The 34th annual Toronto International Film Festival (TIFF) was held in Toronto, Ontario, Canada between September 10 and September 19, 2009. The opening night gala presented the Charles Darwin biography Creation. The Young Victoria, based on the early years of Queen Victoria, closed the festival on September 19.

About the 2009 Festival
TIFF is a non-profit organization whose goal is to change the way people look at the world through film.  The festival is Canada's largest film festival, receiving 4,209 submissions in 2008.  Of this total, 312 films were screened coming from 64 different countries.  TIFF creates an annual economic impact of $135 million CAD.  Aided by over 2,000 volunteers, 100 full-time staff members and 500 seasonal or part-time staff are responsible for organizing the festival.  Two screenings of each of the invited films are presented to the public and at least one screening is provided for press and industry.  The 2009 festival contained 19 different Programmes, or categories of films.  After the ten days of film, the Awards reception was held at Intercontinental Hotel on Front Street in Toronto.

Perhaps the most prestigious of the awards was bestowed to Lee Daniels's Precious: based on the novel Push by Sapphire.  This award was the 2009 Cadillac People's Choice Award and is based solely on votes by Festival audiences.  This award carries a $15,000 cash prize and also comes with a custom made award from Cadillac.  It is widely considered to be the most prestigious because it has had the greatest impact on audiences and inspires film distributors to sign the winning film for larger international releases.  Last year's winner Slumdog Millionaire directed by Danny Boyle, went on to reap huge international spotlight which culminated at the 2009 Academy Awards where it won Best Picture.
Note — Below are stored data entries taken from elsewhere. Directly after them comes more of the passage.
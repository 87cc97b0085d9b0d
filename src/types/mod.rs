// SPDX-License-Identifier: MPL-2.0
// This Source Code Form is subject to the terms of the Mozilla Public
// License, v. 2.0. If a copy of the MPL was not distributed with this
// file, You can obtain one at https://mozilla.org/MPL/2.0/.

//! Value types for the gateway.
//!
//! # Types
//!
//! - [`ChannelSpan`] - A validated run of contiguous channels
//! - [`Universe`] - One full frame of [`UNIVERSE_SIZE`] channel values
//! - [`SpeedCode`] - Wire speed code mapped to a fade duration
//! - [`RgbColor`] - Packed `BBBGGGRRR` color
//! - [`TunableWhite`] - Packed `WWWCCC` white pair
//! - [`LightCt`] - Packed brightness plus color temperature

mod channel;
mod packed;
mod speed;

pub use channel::{ChannelSpan, UNIVERSE_SIZE, Universe, slot_of};
pub(crate) use packed::clamp_u8;
pub use packed::{LightCt, RgbColor, TunableWhite};
pub use speed::SpeedCode;
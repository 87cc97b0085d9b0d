// SPDX-License-Identifier: MPL-2.0
// This Source Code Form is subject to the terms of the Mozilla Public
// License, v. 2.0. If a copy of the MPL was not distributed with this
// file, You can obtain one at https://mozilla.org/MPL/2.0/.

//! Fade interpolation task.

use std::sync::Arc;
use std::time::{Duration, Instant};

use crate::bus::SharedOutput;
use crate::engine::PeriodicTask;
use crate::error::BusError;
use crate::state::{ChannelStore, FadeTick};

/// Default tick period.
pub const DEFAULT_FADE_INTERVAL: Duration = Duration::from_millis(10);

/// Advances fades and stages changed frames on the bus output.
#[derive(Clone)]
pub struct FadeScheduler {
    store: Arc<ChannelStore>,
    output: SharedOutput,
}

impl std::fmt::Debug for FadeScheduler {
    fn fmt(&self, f: &mut std::fmt::Formatter<'_>) -> std::fmt::Result {
        f.debug_struct("FadeScheduler").finish_non_exhaustive()
    }
}

impl FadeScheduler {
    /// Creates a scheduler over `store` feeding `output`.
    #[must_use]
    pub fn new(store: Arc<ChannelStore>, output: SharedOutput) -> Self {
        Self { store, output }
    }

    /// Runs one tick at `now`.
    ///
    /// The store lock is taken once. The output is only touched when a
    /// channel value actually moved.
    ///
    /// # Errors
    ///
    /// Returns `BusError::LockTimeout` if the store or the output is busy, or
    /// the output's own error if staging the frame fails.
    pub fn tick(&self, now: Instant) -> Result<FadeTick, BusError> {
        let tick = self.store.advance_fades(now)?;
        if let Some(frame) = tick.frame {
            let timeout = self.store.timeouts().write;
            self.output.with(timeout, |out| out.write_frame(&frame))??;
            tracing::trace!(active = tick.active, "Fade frame staged");
        }
        Ok(tick)
    }

    /// Starts ticking every `period` on a thread named `fade-scheduler`.
    ///
    /// Failed ticks are logged and the loop carries on.
    ///
    /// # Errors
    ///
    /// Returns an error if the thread cannot be spawned.
    pub fn spawn(self, period: Duration) -> std::io::Result<PeriodicTask> {
        PeriodicTask::spawn("fade-scheduler", period, move |now| {
            if let Err(e) = self.tick(now) {
                tracing::warn!(error = %e, "Fade tick failed");
            }
        })
    }
}
// SPDX-License-Identifier: MPL-2.0
// This Source Code Form is subject to the terms of the Mozilla Public
// License, v. 2.0. If a copy of the MPL was not distributed with this
// file, You can obtain one at https://mozilla.org/MPL/2.0/.

//! Integration tests for the channel store and the periodic engine.

use std::sync::{Arc, Barrier};
use std::thread;
use std::time::{Duration, Instant};

use udp2dmx::bus::{MemoryOutput, shared};
use udp2dmx::command::{Command, CommandExecutor, CommandType};
use udp2dmx::engine::{FadeScheduler, FrameTransmitter};
use udp2dmx::state::ChannelStore;
use udp2dmx::{CtConfig, SpeedCode, UNIVERSE_SIZE};

fn executor(store: &Arc<ChannelStore>) -> CommandExecutor {
    CommandExecutor::new(Arc::clone(store), Arc::new(CtConfig::default()))
}

// ============================================================================
// Concurrent Writers
// ============================================================================

mod concurrency {
    use super::*;

    #[test]
    fn parallel_writers_all_land() {
        const WRITERS: u16 = 8;
        const PER_WRITER: u16 = 64;

        let store = Arc::new(ChannelStore::new());
        let barrier = Arc::new(Barrier::new(usize::from(WRITERS)));

        let handles: Vec<_> = (0..WRITERS)
            .map(|w| {
                let exec = executor(&store);
                let barrier = Arc::clone(&barrier);
                thread::spawn(move || {
                    barrier.wait();
                    for i in 0..PER_WRITER {
                        let channel = w * PER_WRITER + i + 1;
                        let value = i32::from(channel % 200 + 1);
                        exec.execute(&Command::new(CommandType::Channel, i32::from(channel), value))
                            .unwrap();
                    }
                })
            })
            .collect();
        for handle in handles {
            handle.join().unwrap();
        }

        let frame = store.snapshot().unwrap();
        for channel in 1..=WRITERS * PER_WRITER {
            let expected = u8::try_from(channel % 200 + 1).unwrap();
            assert_eq!(frame[usize::from(channel - 1)], expected, "channel {channel}");
        }
    }

    #[test]
    fn rgb_writes_are_never_torn() {
        let store = Arc::new(ChannelStore::new());
        let barrier = Arc::new(Barrier::new(3));
        let colors = [255_255_255, 0];

        let writers: Vec<_> = colors
            .into_iter()
            .map(|packed| {
                let exec = executor(&store);
                let barrier = Arc::clone(&barrier);
                thread::spawn(move || {
                    barrier.wait();
                    for _ in 0..500 {
                        exec.execute(&Command::new(CommandType::Rgb, 1, packed)).unwrap();
                    }
                })
            })
            .collect();

        let reader = {
            let store = Arc::clone(&store);
            let barrier = Arc::clone(&barrier);
            thread::spawn(move || {
                barrier.wait();
                for _ in 0..500 {
                    let frame = store.snapshot().unwrap();
                    assert!(frame[0] == frame[1] && frame[1] == frame[2], "torn frame {:?}", &frame[..3]);
                }
            })
        };

        for handle in writers {
            handle.join().unwrap();
        }
        reader.join().unwrap();
    }
}

// ============================================================================
// Fade Progression
// ============================================================================

mod fades {
    use super::*;

    fn progression(start: u8, target: u8) -> Vec<u8> {
        let store = ChannelStore::new();
        let t0 = Instant::now();
        store.set_immediate(1, start).unwrap();
        store.start_fade_at(1, target, Duration::from_millis(590), t0).unwrap();

        (0..=60)
            .map(|step| {
                store.advance_fades(t0 + Duration::from_millis(step * 10)).unwrap();
                store.get(1).unwrap()
            })
            .collect()
    }

    #[test]
    fn rising_fade_is_monotonic() {
        let values = progression(10, 250);
        assert!(values.windows(2).all(|w| w[0] <= w[1]), "{values:?}");
        assert_eq!(values.first(), Some(&10));
        assert_eq!(values.last(), Some(&250));
    }

    #[test]
    fn falling_fade_is_monotonic() {
        let values = progression(240, 3);
        assert!(values.windows(2).all(|w| w[0] >= w[1]), "{values:?}");
        assert_eq!(values.last(), Some(&3));
    }

    #[test]
    fn halfway_is_midpoint() {
        let store = ChannelStore::new();
        let t0 = Instant::now();
        store.start_fade_at(1, 200, Duration::from_millis(1000), t0).unwrap();
        store.advance_fades(t0 + Duration::from_millis(500)).unwrap();
        assert_eq!(store.get(1).unwrap(), 100);
    }

    #[test]
    fn retarget_starts_from_current_value() {
        let store = ChannelStore::new();
        let t0 = Instant::now();
        store.start_fade_at(1, 200, Duration::from_millis(1000), t0).unwrap();
        store.advance_fades(t0 + Duration::from_millis(500)).unwrap();

        let t1 = t0 + Duration::from_millis(500);
        store.start_fade_at(1, 0, Duration::from_millis(100), t1).unwrap();
        store.advance_fades(t1 + Duration::from_millis(50)).unwrap();
        assert_eq!(store.get(1).unwrap(), 50);
    }
}

// ============================================================================
// Engine Tasks
// ============================================================================

mod tasks {
    use super::*;

    #[test]
    fn scheduler_stages_each_changed_step() {
        let store = Arc::new(ChannelStore::new());
        let output = MemoryOutput::new();
        let scheduler = FadeScheduler::new(Arc::clone(&store), shared(output.clone()));

        let t0 = Instant::now();
        let cmd = Command::new(CommandType::Percentage, 4, 100).with_speed(SpeedCode::new(1));
        executor(&store).execute_at(&cmd, t0).unwrap();

        let mut staged = Vec::new();
        for step in 1..=60 {
            let tick = scheduler.tick(t0 + Duration::from_millis(step * 10)).unwrap();
            if tick.changed {
                staged.push(output.staged().unwrap()[3]);
            }
        }

        assert_eq!(staged.last(), Some(&255));
        assert!(staged.windows(2).all(|w| w[0] < w[1]));
        assert_eq!(output.frames_written(), u64::try_from(staged.len()).unwrap());
        assert_eq!(store.active_fades().unwrap(), 0);
    }

    #[test]
    fn transmitter_sends_current_universe() {
        let store = Arc::new(ChannelStore::new());
        let output = MemoryOutput::new();
        let transmitter = FrameTransmitter::new(Arc::clone(&store), shared(output.clone()));

        transmitter.tick().unwrap();
        assert_eq!(output.last_sent(), Some([0; UNIVERSE_SIZE]));

        store.set_immediate(512, 42).unwrap();
        transmitter.tick().unwrap();
        assert_eq!(output.last_sent().map(|f| f[511]), Some(42));
        assert_eq!(output.frames_sent(), 2);
    }

    #[test]
    fn spawned_tasks_drive_a_fade_to_the_bus() {
        let store = Arc::new(ChannelStore::new());
        let output = MemoryOutput::new();
        let bus = shared(output.clone());

        let mut fade_task = FadeScheduler::new(Arc::clone(&store), Arc::clone(&bus))
            .spawn(Duration::from_millis(10))
            .unwrap();
        let mut transmit_task = FrameTransmitter::new(Arc::clone(&store), bus)
            .spawn(Duration::from_millis(30))
            .unwrap();

        store.start_fade(1, 180, Duration::from_millis(200)).unwrap();

        let deadline = Instant::now() + Duration::from_secs(2);
        while Instant::now() < deadline
            && (store.is_fading(1).unwrap() || output.last_sent().is_none_or(|f| f[0] != 180))
        {
            thread::sleep(Duration::from_millis(10));
        }
        assert_eq!(output.last_sent().map(|f| f[0]), Some(180));
        assert!(!store.is_fading(1).unwrap());

        fade_task.stop();
        transmit_task.stop();
        assert!(!fade_task.is_running());
        assert!(!transmit_task.is_running());
    }
}
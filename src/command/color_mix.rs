// SPDX-License-Identifier: MPL-2.0
// This Source Code Form is subject to the terms of the Mozilla Public
// License, v. 2.0. If a copy of the MPL was not distributed with this
// file, You can obtain one at https://mozilla.org/MPL/2.0/.

//! Warm/cool white mixing for a target color temperature.

use crate::color_temp::CtRange;
use crate::error::CommandError;
use crate::types::{LightCt, clamp_u8};

/// Temperatures within this distance of a bound use that emitter alone.
const PURE_BAND_KELVIN: i32 = 100;

/// Mixed outputs below this share of full scale are switched off.
const TRICKLE_PERCENT: u32 = 2;

/// Output levels for a warm/cool emitter pair.
#[derive(Debug, Clone, Copy, PartialEq, Eq, Default)]
pub struct WhiteMix {
    /// Warm white level.
    pub warm: u8,
    /// Cool white level.
    pub cool: u8,
}

impl WhiteMix {
    /// Places both levels at their offset relative to the lower channel.
    ///
    /// Returns the start channel and the two values in channel order.
    #[must_use]
    pub fn channel_values(&self, range: &CtRange) -> (u16, [u8; 2]) {
        let start = range.first_channel();
        let mut values = [0_u8; 2];
        values[usize::from(range.warm_channel - start)] = self.warm;
        values[usize::from(range.cool_channel - start)] = self.cool;
        (start, values)
    }
}

/// Computes the warm and cool levels for a brightness and color temperature.
///
/// The requested temperature is clamped into the range first. Within 100 K of
/// either bound only the matching emitter lights, at `brightness * 255 / 100`.
/// In between, both emitters share the brightness linearly, rounded to the
/// nearest step, and a share under 2 % of full scale is dropped.
///
/// # Errors
///
/// Returns `CommandError::ConfigMissing` if the range is empty.
///
/// # Examples
///
/// ```
/// use udp2dmx::color_temp::CtRange;
/// use udp2dmx::command::{mix_white, WhiteMix};
/// use udp2dmx::types::LightCt;
///
/// let range = CtRange { warm_kelvin: 3000, cool_kelvin: 6500, warm_channel: 1, cool_channel: 2 };
/// let mix = mix_white(LightCt::new(100, 4750), &range).unwrap();
/// assert_eq!(mix, WhiteMix { warm: 128, cool: 128 });
/// ```
pub fn mix_white(light: LightCt, range: &CtRange) -> Result<WhiteMix, CommandError> {
    let span = range.span();
    if span <= 0 {
        return Err(CommandError::ConfigMissing {
            channel: range.first_channel(),
        });
    }

    let warm_k = i32::from(range.warm_kelvin);
    let cool_k = i32::from(range.cool_kelvin);
    let kelvin = i32::from(light.kelvin()).clamp(warm_k, cool_k);
    let brightness = i64::from(light.brightness());
    let full = clamp_u8(brightness * 255 / 100);

    if kelvin <= warm_k + PURE_BAND_KELVIN {
        return Ok(WhiteMix { warm: full, cool: 0 });
    }
    if kelvin >= cool_k - PURE_BAND_KELVIN {
        return Ok(WhiteMix { warm: 0, cool: full });
    }

    let den = i64::from(span) * 100;
    let share = |distance: i32| {
        let num = brightness * i64::from(distance) * 255;
        suppress_trickle(clamp_u8((num + den / 2) / den))
    };

    Ok(WhiteMix {
        warm: share(cool_k - kelvin),
        cool: share(kelvin - warm_k),
    })
}

fn suppress_trickle(level: u8) -> u8 {
    if u32::from(level) * 100 / 255 < TRICKLE_PERCENT {
        0
    } else {
        level
    }
}
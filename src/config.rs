// SPDX-License-Identifier: MPL-2.0
// This Source Code Form is subject to the terms of the Mozilla Public
// License, v. 2.0. If a copy of the MPL was not distributed with this
// file, You can obtain one at https://mozilla.org/MPL/2.0/.

//! Gateway configuration.
//!
//! The configuration is a JSON document; every field is optional:
//!
//! ```json
//! {
//!   "network": { "udp_port": 6454, "bind_address": "0.0.0.0", "max_udp_buffer_size": 1024 },
//!   "dmx": {
//!     "fade_interval_ms": 10,
//!     "frame_interval_ms": 30,
//!     "write_lock_timeout_ms": 100,
//!     "read_lock_timeout_ms": 10,
//!     "serial_port": "/dev/ttyUSB0"
//!   },
//!   "ct_config": { "1": 2700, "2": 6500 },
//!   "default_ct": { "min": 3500, "max": 6700 }
//! }
//! ```
//!
//! # Examples
//!
//! ```
//! use udp2dmx::config::GatewayConfig;
//!
//! let config = GatewayConfig::from_json(r#"{ "network": { "udp_port": 7000 } }"#).unwrap();
//! assert_eq!(config.network.udp_port, 7000);
//! assert_eq!(config.network.max_udp_buffer_size, 1024);
//!
//! assert!(GatewayConfig::from_json(r#"{ "network": { "udp_port": 0 } }"#).is_err());
//! ```

use std::net::{IpAddr, Ipv4Addr, SocketAddr};
use std::path::Path;
use std::time::Duration;

use serde::{Deserialize, Serialize};

use crate::color_temp::{CtConfig, CtSection};
use crate::engine::{DEFAULT_FADE_INTERVAL, DEFAULT_FRAME_INTERVAL};
use crate::error::ConfigError;
use crate::protocol::{DEFAULT_BUFFER_SIZE, DEFAULT_UDP_PORT};
use crate::state::StoreTimeouts;
use crate::types::UNIVERSE_SIZE;

/// Largest accepted receive buffer.
pub const MAX_BUFFER_SIZE: usize = 8192;

/// Longest accepted task interval in milliseconds.
pub const MAX_INTERVAL_MS: u64 = 1000;

/// Network settings.
#[derive(Debug, Clone, PartialEq, Eq, Serialize, Deserialize)]
#[serde(default)]
pub struct NetworkConfig {
    /// UDP port to listen on.
    pub udp_port: u16,
    /// Address to bind.
    pub bind_address: IpAddr,
    /// Receive buffer size; must exceed one universe.
    pub max_udp_buffer_size: usize,
}

impl Default for NetworkConfig {
    fn default() -> Self {
        Self {
            udp_port: DEFAULT_UDP_PORT,
            bind_address: IpAddr::V4(Ipv4Addr::UNSPECIFIED),
            max_udp_buffer_size: DEFAULT_BUFFER_SIZE,
        }
    }
}

/// Channel engine and bus settings.
#[derive(Debug, Clone, PartialEq, Eq, Serialize, Deserialize)]
#[serde(default)]
pub struct DmxConfig {
    /// Fade scheduler period.
    pub fade_interval_ms: u64,
    /// Frame transmitter period.
    pub frame_interval_ms: u64,
    /// Store lock timeout for writes and task ticks.
    pub write_lock_timeout_ms: u64,
    /// Store lock timeout for status reads.
    pub read_lock_timeout_ms: u64,
    /// Serial device of the DMX adapter; none runs without hardware.
    #[serde(skip_serializing_if = "Option::is_none")]
    pub serial_port: Option<String>,
}

impl Default for DmxConfig {
    fn default() -> Self {
        Self {
            fade_interval_ms: millis(DEFAULT_FADE_INTERVAL),
            frame_interval_ms: millis(DEFAULT_FRAME_INTERVAL),
            write_lock_timeout_ms: millis(StoreTimeouts::DEFAULT_WRITE),
            read_lock_timeout_ms: millis(StoreTimeouts::DEFAULT_READ),
            serial_port: None,
        }
    }
}

#[allow(clippy::cast_possible_truncation)]
const fn millis(duration: Duration) -> u64 {
    duration.as_millis() as u64
}

/// Complete gateway configuration.
#[derive(Debug, Clone, Default, PartialEq, Eq, Serialize, Deserialize)]
#[serde(default)]
pub struct GatewayConfig {
    /// Network settings.
    pub network: NetworkConfig,
    /// Channel engine and bus settings.
    pub dmx: DmxConfig,
    /// Color-temperature entries, stored at the top level.
    #[serde(flatten)]
    pub color_temperature: CtSection,
}

impl GatewayConfig {
    /// Reads, parses and validates a configuration file.
    ///
    /// # Errors
    ///
    /// Returns `ConfigError::Io` if the file cannot be read, `Json` if it is
    /// malformed, or `Invalid` if a value is out of range.
    pub fn load(path: impl AsRef<Path>) -> Result<Self, ConfigError> {
        let path = path.as_ref();
        let text = std::fs::read_to_string(path)?;
        let config = Self::from_json(&text)?;
        tracing::info!(path = %path.display(), "Configuration loaded");
        Ok(config)
    }

    /// Parses and validates a configuration document.
    ///
    /// # Errors
    ///
    /// Returns `ConfigError::Json` if the text is malformed, or `Invalid` if
    /// a value is out of range.
    pub fn from_json(text: &str) -> Result<Self, ConfigError> {
        let config: Self = serde_json::from_str(text)?;
        config.validate()?;
        Ok(config)
    }

    /// Serializes the configuration as pretty-printed JSON.
    ///
    /// # Errors
    ///
    /// Returns `ConfigError::Json` if serialization fails.
    pub fn to_json(&self) -> Result<String, ConfigError> {
        Ok(serde_json::to_string_pretty(self)?)
    }

    /// Checks every value against its allowed range.
    ///
    /// # Errors
    ///
    /// Returns `ConfigError::Invalid` naming the first offending field.
    pub fn validate(&self) -> Result<(), ConfigError> {
        if self.network.udp_port == 0 {
            return Err(invalid("network.udp_port", "must not be 0"));
        }
        let buffer = self.network.max_udp_buffer_size;
        if !(UNIVERSE_SIZE + 1..=MAX_BUFFER_SIZE).contains(&buffer) {
            return Err(invalid(
                "network.max_udp_buffer_size",
                format!("{buffer} is outside {}..={MAX_BUFFER_SIZE}", UNIVERSE_SIZE + 1),
            ));
        }
        for (field, value) in [
            ("dmx.fade_interval_ms", self.dmx.fade_interval_ms),
            ("dmx.frame_interval_ms", self.dmx.frame_interval_ms),
        ] {
            if !(1..=MAX_INTERVAL_MS).contains(&value) {
                return Err(invalid(field, format!("{value} is outside 1..={MAX_INTERVAL_MS}")));
            }
        }
        for (field, value) in [
            ("dmx.write_lock_timeout_ms", self.dmx.write_lock_timeout_ms),
            ("dmx.read_lock_timeout_ms", self.dmx.read_lock_timeout_ms),
        ] {
            if value == 0 {
                return Err(invalid(field, "must not be 0"));
            }
        }
        Ok(())
    }

    // ========== Derived values ==========

    /// Socket address to bind.
    #[must_use]
    pub fn bind_addr(&self) -> SocketAddr {
        SocketAddr::new(self.network.bind_address, self.network.udp_port)
    }

    /// Fade scheduler period.
    #[must_use]
    pub fn fade_interval(&self) -> Duration {
        Duration::from_millis(self.dmx.fade_interval_ms)
    }

    /// Frame transmitter period.
    #[must_use]
    pub fn frame_interval(&self) -> Duration {
        Duration::from_millis(self.dmx.frame_interval_ms)
    }

    /// Store lock timeouts.
    #[must_use]
    pub fn store_timeouts(&self) -> StoreTimeouts {
        StoreTimeouts {
            write: Duration::from_millis(self.dmx.write_lock_timeout_ms),
            read: Duration::from_millis(self.dmx.read_lock_timeout_ms),
        }
    }

    /// Validated color-temperature configuration.
    #[must_use]
    pub fn ct_config(&self) -> CtConfig {
        CtConfig::from_section(&self.color_temperature)
    }

    /// Logs the effective settings.
    pub fn log_summary(&self) {
        tracing::info!(
            bind = %self.bind_addr(),
            buffer_size = self.network.max_udp_buffer_size,
            fade_interval_ms = self.dmx.fade_interval_ms,
            frame_interval_ms = self.dmx.frame_interval_ms,
            serial_port = self.dmx.serial_port.as_deref().unwrap_or("none"),
            ct_channels = self.color_temperature.ct_config.len(),
            "Gateway configuration"
        );
    }

    // ========== Overrides ==========

    /// Sets the UDP port.
    #[must_use]
    pub fn with_udp_port(mut self, port: u16) -> Self {
        self.network.udp_port = port;
        self
    }

    /// Sets the bind address.
    #[must_use]
    pub fn with_bind_address(mut self, address: IpAddr) -> Self {
        self.network.bind_address = address;
        self
    }

    /// Sets the serial device of the DMX adapter.
    #[must_use]
    pub fn with_serial_port(mut self, port: impl Into<String>) -> Self {
        self.dmx.serial_port = Some(port.into());
        self
    }

    /// Replaces the color-temperature entries.
    #[must_use]
    pub fn with_color_temperature(mut self, config: &CtConfig) -> Self {
        self.color_temperature = config.to_section();
        self
    }
}

fn invalid(field: &'static str, message: impl Into<String>) -> ConfigError {
    ConfigError::Invalid {
        field,
        message: message.into(),
    }
}

#[cfg(test)]
mod tests {
    use super::*;

    #[test]
    fn defaults_are_valid() {
        let config = GatewayConfig::default();
        config.validate().unwrap();
        assert_eq!(config.bind_addr(), "0.0.0.0:6454".parse().unwrap());
        assert_eq!(config.fade_interval(), DEFAULT_FADE_INTERVAL);
        assert_eq!(config.frame_interval(), DEFAULT_FRAME_INTERVAL);
        assert_eq!(config.dmx.fade_interval_ms, 10);
        assert_eq!(config.dmx.frame_interval_ms, 30);
        assert_eq!(config.store_timeouts(), StoreTimeouts::default());
        assert_eq!(config.dmx.serial_port, None);
    }

    #[test]
    fn empty_document_is_default() {
        assert_eq!(GatewayConfig::from_json("{}").unwrap(), GatewayConfig::default());
    }

    #[test]
    fn full_document() {
        let json = r#"{
            "network": { "udp_port": 7000, "bind_address": "127.0.0.1", "max_udp_buffer_size": 2048 },
            "dmx": { "fade_interval_ms": 20, "serial_port": "/dev/ttyUSB0" },
            "ct_config": { "1": 2700, "2": 6500 },
            "default_ct": { "min": 3000, "max": 6000 }
        }"#;
        let config = GatewayConfig::from_json(json).unwrap();
        assert_eq!(config.bind_addr(), "127.0.0.1:7000".parse().unwrap());
        assert_eq!(config.network.max_udp_buffer_size, 2048);
        assert_eq!(config.dmx.fade_interval_ms, 20);
        assert_eq!(config.dmx.frame_interval_ms, 30);
        assert_eq!(config.dmx.serial_port.as_deref(), Some("/dev/ttyUSB0"));

        let ct = config.ct_config();
        assert_eq!(ct.kelvin(1), Some(2700));
        assert_eq!(ct.defaults().min, 3000);
    }

    #[test]
    fn validation_names_the_field() {
        let cases = [
            (r#"{"network": {"udp_port": 0}}"#, "network.udp_port"),
            (r#"{"network": {"max_udp_buffer_size": 512}}"#, "network.max_udp_buffer_size"),
            (r#"{"network": {"max_udp_buffer_size": 8193}}"#, "network.max_udp_buffer_size"),
            (r#"{"dmx": {"fade_interval_ms": 0}}"#, "dmx.fade_interval_ms"),
            (r#"{"dmx": {"frame_interval_ms": 1001}}"#, "dmx.frame_interval_ms"),
            (r#"{"dmx": {"read_lock_timeout_ms": 0}}"#, "dmx.read_lock_timeout_ms"),
        ];
        for (json, expected) in cases {
            match GatewayConfig::from_json(json) {
                Err(ConfigError::Invalid { field, .. }) => assert_eq!(field, expected, "{json}"),
                other => panic!("expected invalid {expected}, got {other:?}"),
            }
        }
    }

    #[test]
    fn malformed_json() {
        assert!(matches!(
            GatewayConfig::from_json(r#"{"network": {"udp_port": "six"}}"#),
            Err(ConfigError::Json(_))
        ));
    }

    #[test]
    fn json_round_trip_keeps_color_temperature_flat() {
        let config = GatewayConfig::default()
            .with_udp_port(9000)
            .with_color_temperature(&CtConfig::default().with_channel(4, 3200));
        let json = config.to_json().unwrap();
        let value: serde_json::Value = serde_json::from_str(&json).unwrap();
        assert_eq!(value["ct_config"]["4"], 3200);
        assert!(value.get("color_temperature").is_none());
        assert_eq!(GatewayConfig::from_json(&json).unwrap(), config);
    }

    #[test]
    fn load_missing_file() {
        assert!(matches!(
            GatewayConfig::load("/nonexistent/udp2dmx.json"),
            Err(ConfigError::Io(_))
        ));
    }

    #[test]
    fn overrides() {
        let config = GatewayConfig::default()
            .with_bind_address("127.0.0.1".parse().unwrap())
            .with_serial_port("COM3");
        assert_eq!(config.bind_addr().ip().to_string(), "127.0.0.1");
        assert_eq!(config.dmx.serial_port.as_deref(), Some("COM3"));
    }
}
// SPDX-License-Identifier: MPL-2.0
// This Source Code Form is subject to the terms of the Mozilla Public
// License, v. 2.0. If a copy of the MPL was not distributed with this
// file, You can obtain one at https://mozilla.org/MPL/2.0/.

//! Speed codes for channel transitions.
//!
//! Commands carry a compact, legacy speed code (nominally 0-255) that maps to
//! a fade duration through a fixed piecewise table. Codes outside every band
//! mean "instant".

use std::fmt;
use std::time::Duration;

/// A transition speed code as sent on the wire.
///
/// | code | duration |
/// |---|---|
/// | 255 | instant |
/// | 1-98 | `code * 591` ms |
/// | 101-104 | `(code - 100) * 146 + 1` ms |
/// | 201-254 | `(code - 200) * 72` ms |
/// | anything else | instant |
///
/// # Examples
///
/// ```
/// use udp2dmx::types::SpeedCode;
///
/// assert_eq!(SpeedCode::new(50).duration_ms(), 29_550);
/// assert_eq!(SpeedCode::new(103).duration_ms(), 439);
/// assert!(SpeedCode::INSTANT.is_instant());
/// ```
#[derive(
    Debug, Clone, Copy, PartialEq, Eq, PartialOrd, Ord, Hash, serde::Serialize, serde::Deserialize,
)]
pub struct SpeedCode(i32);

impl SpeedCode {
    /// The code used when a command carries no speed field.
    pub const INSTANT: Self = Self(255);

    /// Wraps a raw speed code. Every integer is accepted.
    #[must_use]
    pub const fn new(code: i32) -> Self {
        Self(code)
    }

    /// Returns the raw code.
    #[must_use]
    pub const fn value(&self) -> i32 {
        self.0
    }

    /// Returns the fade duration in milliseconds (0 means instant).
    #[must_use]
    #[allow(clippy::cast_sign_loss)]
    pub const fn duration_ms(&self) -> u32 {
        match self.0 {
            1..=98 => self.0 as u32 * 591,
            101..=104 => (self.0 as u32 - 100) * 146 + 1,
            201..=254 => (self.0 as u32 - 200) * 72,
            _ => 0,
        }
    }

    /// Returns the fade duration.
    #[must_use]
    #[allow(clippy::cast_lossless)]
    pub const fn fade_duration(&self) -> Duration {
        Duration::from_millis(self.duration_ms() as u64)
    }

    /// Returns whether this code requests an immediate write.
    #[must_use]
    pub const fn is_instant(&self) -> bool {
        self.duration_ms() == 0
    }
}

impl Default for SpeedCode {
    fn default() -> Self {
        Self::INSTANT
    }
}

impl fmt::Display for SpeedCode {
    fn fmt(&self, f: &mut fmt::Formatter<'_>) -> fmt::Result {
        write!(f, "{}", self.0)
    }
}

impl From<i32> for SpeedCode {
    fn from(code: i32) -> Self {
        Self::new(code)
    }
}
Lee Daniel's Precious was also a big Oscar contender as it was nominated for Best Picture and Best Director, however it lost to The Hurt Locker and its helmer Katheryn Bigelow.  The First runner-up was Bruce Beresford's Mao's Last Dancer and the second runner-up was Jean-Pierre Jeunet's Micmacs.

The City of Toronto and Astral Media's The Movie Network Award for Best Canadian Feature Film went to Cairo Time directed by Ruba Nadda.  Sponsored by Astral Media's the Movie Network and the City of Toronto, this award came with a cash prize of $30,000.

Future endeavors by the TIFF will be aided by the ongoing construction of TIFF Bell Lightbox, a  facility with an estimated annual economic impact of over $200 million.  Complete with 5 cinemas, learning studios, galleries and a rooftop lounge, this will become the hub of TIFF in 2010 when construction is scheduled to be completed.

Controversy over Tel Aviv spotlight
More than 1,500 people, including prominent filmmakers, academics, and writers signed a letter of protest directed at the Toronto International Film Festival regarding its decision to spotlight Tel Aviv and the work of 10 Israeli filmmakers.  The protest leaders emphasized that it is not a call for a boycott.  The original protest letter in part reads:"As members of the Canadian and international film, culture and media arts communities, we are deeply disturbed by [TIFF's] decision to host a celebratory spotlight on Tel Aviv.  We protest that TIFF, whether intentionally or not, has become complicit in the Israeli propaganda machine. We do not protest the individual Israeli filmmakers included in City to City, nor do we in any way suggest that Israeli films should be unwelcome at TIFF. However, especially in the wake of this year's brutal assault on Gaza, we object to the use of such an important international festival in staging a propaganda campaign on behalf of what South African Archbishop Desmond Tutu, former US President Jimmy Carter, and UN General Assembly President Miguel d'Escoto Brockmann have all characterized as an apartheid regime."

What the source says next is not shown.